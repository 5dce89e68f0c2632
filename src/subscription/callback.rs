// SPDX-License-Identifier: MPL-2.0
// This Source Code Form is subject to the terms of the Mozilla Public
// License, v. 2.0. If a copy of the MPL was not distributed with this
// file, You can obtain one at https://mozilla.org/MPL/2.0/.

//! Callback management for wearable event subscriptions.
//!
//! - [`SubscriptionId`] - Unique identifier for unsubscribing
//! - [`CallbackRegistry`] - Registry storing callbacks per event kind and dispatching events

use std::collections::HashMap;
use std::sync::Arc;
use std::sync::atomic::{AtomicU64, Ordering};

use parking_lot::RwLock;

use crate::discovery::DiscoveredDevice;
use crate::event::WearableEvent;
use crate::telemetry::SensorReading;

/// Unique identifier for a subscription.
///
/// Returned when registering a callback; pass it to `unsubscribe` to
/// remove the callback again. IDs are unique within a registry.
#[derive(Debug, Clone, Copy, PartialEq, Eq, Hash)]
pub struct SubscriptionId(u64);

impl SubscriptionId {
    #[must_use]
    pub(crate) fn new(id: u64) -> Self {
        Self(id)
    }

    /// Returns the raw ID value.
    #[must_use]
    pub fn value(&self) -> u64 {
        self.0
    }
}

impl std::fmt::Display for SubscriptionId {
    fn fmt(&self, f: &mut std::fmt::Formatter<'_>) -> std::fmt::Result {
        write!(f, "Sub({})", self.0)
    }
}

type FoundCallback = Arc<dyn Fn(&[DiscoveredDevice]) + Send + Sync>;
type SignalCallback = Arc<dyn Fn() + Send + Sync>;
type TextCallback = Arc<dyn Fn(&str) + Send + Sync>;
type SensorCallback = Arc<dyn Fn(&SensorReading) + Send + Sync>;
type EventCallback = Arc<dyn Fn(&WearableEvent) + Send + Sync>;

type Slot<C> = RwLock<HashMap<SubscriptionId, C>>;

/// Registry of wearable event callbacks.
///
/// Thread-safe through `parking_lot::RwLock`; callbacks are stored in `Arc`
/// so dispatch can run them without holding a lock.
pub struct CallbackRegistry {
    next_id: AtomicU64,
    found: Slot<FoundCallback>,
    connected: Slot<SignalCallback>,
    disconnected: Slot<SignalCallback>,
    error: Slot<TextCallback>,
    data: Slot<TextCallback>,
    sensor_data: Slot<SensorCallback>,
    /// Receives every event.
    any: Slot<EventCallback>,
}

impl CallbackRegistry {
    /// Creates a new empty callback registry.
    #[must_use]
    pub fn new() -> Self {
        Self {
            next_id: AtomicU64::new(1),
            found: RwLock::new(HashMap::new()),
            connected: RwLock::new(HashMap::new()),
            disconnected: RwLock::new(HashMap::new()),
            error: RwLock::new(HashMap::new()),
            data: RwLock::new(HashMap::new()),
            sensor_data: RwLock::new(HashMap::new()),
            any: RwLock::new(HashMap::new()),
        }
    }

    fn next_id(&self) -> SubscriptionId {
        SubscriptionId::new(self.next_id.fetch_add(1, Ordering::Relaxed))
    }

    fn insert<C>(&self, slot: &Slot<C>, callback: C) -> SubscriptionId {
        let id = self.next_id();
        slot.write().insert(id, callback);
        id
    }

    // =========================================================================
    // Registration methods
    // =========================================================================

    /// Registers a callback for the end of a successful discovery.
    pub fn on_found<F>(&self, callback: F) -> SubscriptionId
    where
        F: Fn(&[DiscoveredDevice]) + Send + Sync + 'static,
    {
        self.insert(&self.found, Arc::new(callback) as FoundCallback)
    }

    /// Registers a callback for established connections.
    pub fn on_connected<F>(&self, callback: F) -> SubscriptionId
    where
        F: Fn() + Send + Sync + 'static,
    {
        self.insert(&self.connected, Arc::new(callback) as SignalCallback)
    }

    /// Registers a callback for disconnections.
    pub fn on_disconnected<F>(&self, callback: F) -> SubscriptionId
    where
        F: Fn() + Send + Sync + 'static,
    {
        self.insert(&self.disconnected, Arc::new(callback) as SignalCallback)
    }

    /// Registers a callback receiving error messages.
    pub fn on_error<F>(&self, callback: F) -> SubscriptionId
    where
        F: Fn(&str) + Send + Sync + 'static,
    {
        self.insert(&self.error, Arc::new(callback) as TextCallback)
    }

    /// Registers a callback receiving raw decoded data.
    pub fn on_data<F>(&self, callback: F) -> SubscriptionId
    where
        F: Fn(&str) + Send + Sync + 'static,
    {
        self.insert(&self.data, Arc::new(callback) as TextCallback)
    }

    /// Registers a callback receiving sensor-attributed readings.
    pub fn on_sensor_data<F>(&self, callback: F) -> SubscriptionId
    where
        F: Fn(&SensorReading) + Send + Sync + 'static,
    {
        self.insert(&self.sensor_data, Arc::new(callback) as SensorCallback)
    }

    /// Registers a callback receiving every event.
    pub fn on_event<F>(&self, callback: F) -> SubscriptionId
    where
        F: Fn(&WearableEvent) + Send + Sync + 'static,
    {
        self.insert(&self.any, Arc::new(callback) as EventCallback)
    }

    // =========================================================================
    // Unsubscription
    // =========================================================================

    /// Unregisters a callback by its subscription ID.
    ///
    /// Returns `true` if a callback was found and removed.
    pub fn unsubscribe(&self, id: SubscriptionId) -> bool {
        self.found.write().remove(&id).is_some()
            || self.connected.write().remove(&id).is_some()
            || self.disconnected.write().remove(&id).is_some()
            || self.error.write().remove(&id).is_some()
            || self.data.write().remove(&id).is_some()
            || self.sensor_data.write().remove(&id).is_some()
            || self.any.write().remove(&id).is_some()
    }

    /// Clears all callbacks.
    pub fn clear(&self) {
        self.found.write().clear();
        self.connected.write().clear();
        self.disconnected.write().clear();
        self.error.write().clear();
        self.data.write().clear();
        self.sensor_data.write().clear();
        self.any.write().clear();
    }

    // =========================================================================
    // Dispatch
    // =========================================================================

    /// Calls every callback interested in `event`.
    ///
    /// Catch-all callbacks run first, then the kind-specific ones. Callbacks
    /// run synchronously; the registry locks are released before any callback
    /// is invoked, so callbacks may subscribe or unsubscribe.
    pub fn dispatch(&self, event: &WearableEvent) {
        for callback in snapshot(&self.any) {
            callback(event);
        }

        match event {
            WearableEvent::Found { devices } => {
                for callback in snapshot(&self.found) {
                    callback(devices.as_slice());
                }
            }
            WearableEvent::Connected => {
                for callback in snapshot(&self.connected) {
                    callback();
                }
            }
            WearableEvent::Disconnected => {
                for callback in snapshot(&self.disconnected) {
                    callback();
                }
            }
            WearableEvent::Error { message } => {
                for callback in snapshot(&self.error) {
                    callback(message.as_str());
                }
            }
            WearableEvent::Data { text } => {
                for callback in snapshot(&self.data) {
                    callback(text.as_str());
                }
            }
            WearableEvent::SensorData(reading) => {
                for callback in snapshot(&self.sensor_data) {
                    callback(reading);
                }
            }
        }
    }

    // =========================================================================
    // Statistics
    // =========================================================================

    /// Returns the total number of registered callbacks.
    #[must_use]
    pub fn callback_count(&self) -> usize {
        self.found.read().len()
            + self.connected.read().len()
            + self.disconnected.read().len()
            + self.error.read().len()
            + self.data.read().len()
            + self.sensor_data.read().len()
            + self.any.read().len()
    }

    /// Returns `true` if there are no registered callbacks.
    #[must_use]
    pub fn is_empty(&self) -> bool {
        self.callback_count() == 0
    }
}

fn snapshot<C: Clone>(slot: &Slot<C>) -> Vec<C> {
    slot.read().values().cloned().collect()
}

impl Default for CallbackRegistry {
    fn default() -> Self {
        Self::new()
    }
}

impl std::fmt::Debug for CallbackRegistry {
    fn fmt(&self, f: &mut std::fmt::Formatter<'_>) -> std::fmt::Result {
        f.debug_struct("CallbackRegistry")
            .field("callback_count", &self.callback_count())
            .finish()
    }
}

#[cfg(test)]
mod tests {
    use super::*;
    use crate::types::Sensor;
    use std::sync::atomic::AtomicU32;

    #[test]
    fn subscription_id_display() {
        let id = SubscriptionId::new(42);
        assert_eq!(id.to_string(), "Sub(42)");
    }

    #[test]
    fn registry_new_is_empty() {
        let registry = CallbackRegistry::new();
        assert!(registry.is_empty());
        assert_eq!(registry.callback_count(), 0);
    }

    #[test]
    fn registry_connected_callback() {
        let registry = CallbackRegistry::new();
        let counter = Arc::new(AtomicU32::new(0));
        let counter_clone = counter.clone();

        let id = registry.on_connected(move || {
            counter_clone.fetch_add(1, Ordering::SeqCst);
        });

        registry.dispatch(&WearableEvent::Connected);
        assert_eq!(counter.load(Ordering::SeqCst), 1);

        assert!(registry.unsubscribe(id));
        registry.dispatch(&WearableEvent::Connected);
        assert_eq!(counter.load(Ordering::SeqCst), 1);
    }

    #[test]
    fn registry_error_callback_receives_message() {
        let registry = CallbackRegistry::new();
        let received = Arc::new(RwLock::new(None::<String>));
        let received_clone = received.clone();

        registry.on_error(move |message| {
            *received_clone.write() = Some(message.to_string());
        });

        registry.dispatch(&WearableEvent::error("write failed: broken pipe"));
        assert_eq!(
            received.read().as_deref(),
            Some("write failed: broken pipe")
        );
    }

    #[test]
    fn registry_kind_callbacks_ignore_other_events() {
        let registry = CallbackRegistry::new();
        let counter = Arc::new(AtomicU32::new(0));
        let counter_clone = counter.clone();

        registry.on_disconnected(move || {
            counter_clone.fetch_add(1, Ordering::SeqCst);
        });

        registry.dispatch(&WearableEvent::Connected);
        registry.dispatch(&WearableEvent::data("x"));
        assert_eq!(counter.load(Ordering::SeqCst), 0);
    }

    #[test]
    fn registry_catch_all_sees_everything() {
        let registry = CallbackRegistry::new();
        let names = Arc::new(RwLock::new(Vec::new()));
        let names_clone = names.clone();

        registry.on_event(move |event| names_clone.write().push(event.name()));

        registry.dispatch(&WearableEvent::Connected);
        registry.dispatch(&WearableEvent::data("1"));
        registry.dispatch(&WearableEvent::SensorData(SensorReading::parse(
            Sensor::Luminosity,
            "1",
        )));

        assert_eq!(
            *names.read(),
            vec!["connected", "data", "data:luminosity"]
        );
    }

    #[test]
    fn registry_found_and_sensor_callbacks() {
        let registry = CallbackRegistry::new();
        let found = Arc::new(AtomicU32::new(0));
        let sensor = Arc::new(AtomicU32::new(0));
        let found_clone = found.clone();
        let sensor_clone = sensor.clone();

        registry.on_found(move |devices| {
            found_clone.fetch_add(u32::try_from(devices.len()).unwrap(), Ordering::SeqCst);
        });
        registry.on_sensor_data(move |_| {
            sensor_clone.fetch_add(1, Ordering::SeqCst);
        });

        registry.dispatch(&WearableEvent::Found {
            devices: vec![DiscoveredDevice::new("AA:BB:CC:DD:EE:FF", "wV3")],
        });
        registry.dispatch(&WearableEvent::SensorData(SensorReading::parse(
            Sensor::Temperature,
            "21",
        )));

        assert_eq!(found.load(Ordering::SeqCst), 1);
        assert_eq!(sensor.load(Ordering::SeqCst), 1);
    }

    #[test]
    fn callback_may_unsubscribe_itself() {
        let registry = Arc::new(CallbackRegistry::new());
        let id_cell = Arc::new(RwLock::new(None::<SubscriptionId>));
        let registry_clone = registry.clone();
        let id_clone = id_cell.clone();

        let id = registry.on_data(move |_| {
            if let Some(id) = *id_clone.read() {
                registry_clone.unsubscribe(id);
            }
        });
        *id_cell.write() = Some(id);

        registry.dispatch(&WearableEvent::data("once"));
        assert!(registry.is_empty());
    }

    #[test]
    fn registry_unsubscribe_nonexistent() {
        let registry = CallbackRegistry::new();
        assert!(!registry.unsubscribe(SubscriptionId::new(999)));
    }

    #[test]
    fn registry_clear() {
        let registry = CallbackRegistry::new();

        registry.on_connected(|| {});
        registry.on_data(|_| {});
        registry.on_error(|_| {});
        assert_eq!(registry.callback_count(), 3);

        registry.clear();
        assert!(registry.is_empty());
    }

    #[test]
    fn registry_unique_ids() {
        let registry = CallbackRegistry::new();

        let id1 = registry.on_connected(|| {});
        let id2 = registry.on_data(|_| {});
        let id3 = registry.on_event(|_| {});

        assert_ne!(id1, id2);
        assert_ne!(id2, id3);
        assert_ne!(id1, id3);
    }

    #[test]
    fn registry_debug() {
        let registry = CallbackRegistry::new();
        registry.on_connected(|| {});

        let debug = format!("{registry:?}");
        assert!(debug.contains("CallbackRegistry"));
        assert!(debug.contains("callback_count"));
    }
}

□ □ □ □ □

GOAL OF THE EXERCISE
Each line from the top of the material above through the line with "use std::sync::Arc;" must be echoed exactly, and no other line.

RESPONSE AREA
repository 5dce89e68f0c2632
filename src/subscription/callback.rs
// SPDX-License-Identifier: MPL-2.0
// This Source Code Form is subject to the terms of the Mozilla Public
// License, v. 2.0. If a copy of the MPL was not distributed with this
// file, You can obtain one at https://mozilla.org/MPL/2.0/.

//! Callback management for wearable event subscriptions.
//!
//! - [`SubscriptionId`] - Unique identifier for unsubscribing
//! - [`CallbackRegistry`] - Registry storing callbacks per event kind and dispatching events

use std::collections::HashMap;
use std::sync::Arc;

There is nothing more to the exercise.